Stored data entries:
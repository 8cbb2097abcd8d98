mod client;
mod error;
pub mod types;

use async_trait::async_trait;

pub use client::ContactsClient;
pub use error::{ApiError, ApiErrorKind};
pub use types::*;

/// Remote contacts service. Every call is a single request/response with no
/// retries and no caching.
#[async_trait]
pub trait ContactsApi: Send + Sync {
    async fn list_contacts(&self, search: Option<&str>) -> Result<Vec<Contact>, ApiError>;
    async fn get_contact(&self, id: &ContactId) -> Result<Contact, ApiError>;
    async fn create_contact(&self, draft: &ContactDraft) -> Result<Contact, ApiError>;
    async fn update_contact(&self, id: &ContactId, draft: &ContactDraft) -> Result<Contact, ApiError>;
    async fn delete_contact(&self, id: &ContactId) -> Result<(), ApiError>;
    async fn search_contacts(&self, term: &str) -> Result<Vec<Contact>, ApiError>;
    async fn health_check(&self) -> Result<Health, ApiError>;
}
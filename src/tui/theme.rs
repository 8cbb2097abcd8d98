use ratatui::style::{Color, Modifier, Style};

#[derive(Debug, Clone)]
pub struct Theme {
    pub name: String,
    pub header_style: Style,
    pub subtitle_style: Style,
    pub footer_style: Style,
    pub body_style: Style,
    pub muted_style: Style,
    pub error_style: Style,
    pub info_style: Style,
    pub selected_style: Style,
    pub input_style: Style,
    pub focused_input_style: Style,
    pub popup_style: Style,
}

impl Theme {
    pub fn dark() -> Self {
        Self {
            name: "dark".to_string(),
            header_style: Style::default()
                .fg(Color::Cyan)
                .add_modifier(Modifier::BOLD),
            subtitle_style: Style::default().fg(Color::Gray),
            footer_style: Style::default().fg(Color::Cyan),
            body_style: Style::default().fg(Color::White),
            muted_style: Style::default().fg(Color::DarkGray),
            error_style: Style::default().fg(Color::Red),
            info_style: Style::default().fg(Color::Green),
            selected_style: Style::default().bg(Color::DarkGray).fg(Color::White),
            input_style: Style::default().fg(Color::White),
            focused_input_style: Style::default().fg(Color::Yellow),
            popup_style: Style::default().fg(Color::White),
        }
    }

    pub fn light() -> Self {
        Self {
            name: "light".to_string(),
            header_style: Style::default()
                .fg(Color::Blue)
                .add_modifier(Modifier::BOLD),
            subtitle_style: Style::default().fg(Color::DarkGray),
            footer_style: Style::default().fg(Color::Blue),
            body_style: Style::default().fg(Color::Black),
            muted_style: Style::default().fg(Color::Gray),
            error_style: Style::default().fg(Color::Red),
            info_style: Style::default().fg(Color::Green),
            selected_style: Style::default().bg(Color::Gray).fg(Color::Black),
            input_style: Style::default().fg(Color::Black),
            focused_input_style: Style::default().fg(Color::Magenta),
            popup_style: Style::default().fg(Color::Black),
        }
    }

    /// Unknown names fall back to dark.
    pub fn by_name(name: &str) -> Self {
        match name.trim().to_ascii_lowercase().as_str() {
            "light" => Self::light(),
            _ => Self::dark(),
        }
    }
}
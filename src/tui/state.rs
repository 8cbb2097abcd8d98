use unicode_width::{UnicodeWidthChar, UnicodeWidthStr};

use crate::api::Contact;
use crate::controller::{ContactsState, LoadState, NoticeLevel};

pub const TITLE: &str = "Contact List";
pub const SUBTITLE: &str = "Manage your contacts with ease";

const SPINNER_CHARS: [char; 10] = ['⠋', '⠙', '⠹', '⠸', '⠼', '⠴', '⠦', '⠧', '⠇', '⠏'];

#[derive(Debug, Clone, Copy, PartialEq, Eq, Default)]
pub enum InputMode {
    #[default]
    Normal,
    Search,
    Form,
    ConfirmDelete,
}

#[derive(Debug, Clone, PartialEq, Eq)]
pub enum BodyView {
    Loading(String),
    Failed {
        message: String,
        hint: String,
    },
    Empty {
        title: String,
        detail: String,
        hint: Option<String>,
    },
    List {
        title: String,
        rows: Vec<String>,
    },
}

#[derive(Debug, Clone, PartialEq, Eq)]
pub struct RenderPlan {
    pub header_lines: Vec<String>,
    pub search_caption: Option<String>,
    pub body: BodyView,
    pub footer_line: String,
    pub notice: Option<(NoticeLevel, String)>,
}

pub fn truncate_display(s: &str, max: usize) -> String {
    if max == 0 {
        return String::new();
    }
    let mut width = 0usize;
    let mut out = String::new();
    for ch in s.chars() {
        let ch_w = ch.width().unwrap_or(0);
        if ch_w == 0 {
            out.push(ch);
            continue;
        }
        if width + ch_w > max {
            break;
        }
        out.push(ch);
        width += ch_w;
    }
    out
}

/// Pad or cut `s` to exactly `width` display columns.
fn fit_column(s: &str, width: usize) -> String {
    let cut = truncate_display(s, width);
    let pad = width.saturating_sub(cut.width());
    format!("{cut}{}", " ".repeat(pad))
}

pub fn spinner_char(spinner_state: usize) -> char {
    SPINNER_CHARS[spinner_state % SPINNER_CHARS.len()]
}

/// One list row: name, email and phone in columns sized to `w`.
pub fn contact_row(contact: &Contact, w: u16) -> String {
    let w = w as usize;
    let name_w = (w * 3 / 10).max(8);
    let email_w = (w * 4 / 10).max(8);
    let row = format!(
        "{} {} {}",
        fit_column(&contact.name, name_w),
        fit_column(&contact.email, email_w),
        contact.phone
    );
    truncate_display(row.trim_end(), w)
}

pub fn footer_hints(mode: InputMode, load: &LoadState) -> &'static str {
    match mode {
        InputMode::Normal if matches!(load, LoadState::LoadFailed(_)) => {
            "r retry | / search | a add | q quit"
        }
        InputMode::Normal => "↑↓/jk select | / search | a add | d delete | q quit",
        InputMode::Search => "type to filter | Enter/↓ back to list | Esc clear",
        InputMode::Form => "Tab/Shift-Tab move | Enter submit | Esc cancel",
        InputMode::ConfirmDelete => "y/Enter delete | n/Esc cancel",
    }
}

pub fn build_render_plan(
    state: &ContactsState,
    mode: InputMode,
    w: u16,
    spinner_state: usize,
) -> RenderPlan {
    let w_usize = w as usize;
    let header_lines = vec![
        truncate_display(TITLE, w_usize),
        truncate_display(SUBTITLE, w_usize),
    ];

    let term = state.search_term.as_str();
    let search_caption = if term.trim().is_empty() {
        None
    } else {
        Some(truncate_display(
            &format!("Searching for \"{term}\""),
            w_usize,
        ))
    };

    let body = match &state.load {
        LoadState::Idle | LoadState::Loading => BodyView::Loading(format!(
            "Loading contacts... {}",
            spinner_char(spinner_state)
        )),
        LoadState::LoadFailed(message) => BodyView::Failed {
            message: format!("Error: {message}"),
            hint: "Press r to try again".to_string(),
        },
        LoadState::Loaded if state.filtered.is_empty() && !term.trim().is_empty() => {
            BodyView::Empty {
                title: "No contacts found".to_string(),
                detail: format!(
                    "No contacts match \"{term}\". Try adjusting your search terms."
                ),
                hint: None,
            }
        }
        LoadState::Loaded if state.filtered.is_empty() => BodyView::Empty {
            title: "No contacts yet".to_string(),
            detail: "Get started by adding your first contact.".to_string(),
            hint: Some("Press a to add a contact".to_string()),
        },
        LoadState::Loaded => BodyView::List {
            title: format!("Contacts ({})", state.filtered.len()),
            rows: state
                .filtered
                .iter()
                .map(|c| contact_row(c, w.saturating_sub(4)))
                .collect(),
        },
    };

    let footer_line = truncate_display(footer_hints(mode, &state.load), w_usize);
    let notice = state.notice.as_ref().map(|n| {
        let stamped = format!("[{}] {}", n.at.format("%H:%M:%S"), n.message);
        (n.level, truncate_display(&stamped, w_usize))
    });

    RenderPlan {
        header_lines,
        search_caption,
        body,
        footer_line,
        notice,
    }
}

pub fn delete_prompt(name: &str) -> String {
    format!("Are you sure you want to delete {name}? This action cannot be undone.")
}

| What you are asked to do |
Quote only the stretch of lines that starts the data above and ends with the line containing "async fn create_contact(&self, draft: &ContactDraft)", both included.

| Your response |
repository 8cbb2097abcd8d98
mod client;
mod error;
pub mod types;

use async_trait::async_trait;

pub use client::ContactsClient;
pub use error::{ApiError, ApiErrorKind};
pub use types::*;

/// Remote contacts service. Every call is a single request/response with no
/// retries and no caching.
#[async_trait]
pub trait ContactsApi: Send + Sync {
    async fn list_contacts(&self, search: Option<&str>) -> Result<Vec<Contact>, ApiError>;
    async fn get_contact(&self, id: &ContactId) -> Result<Contact, ApiError>;
    async fn create_contact(&self, draft: &ContactDraft) -> Result<Contact, ApiError>;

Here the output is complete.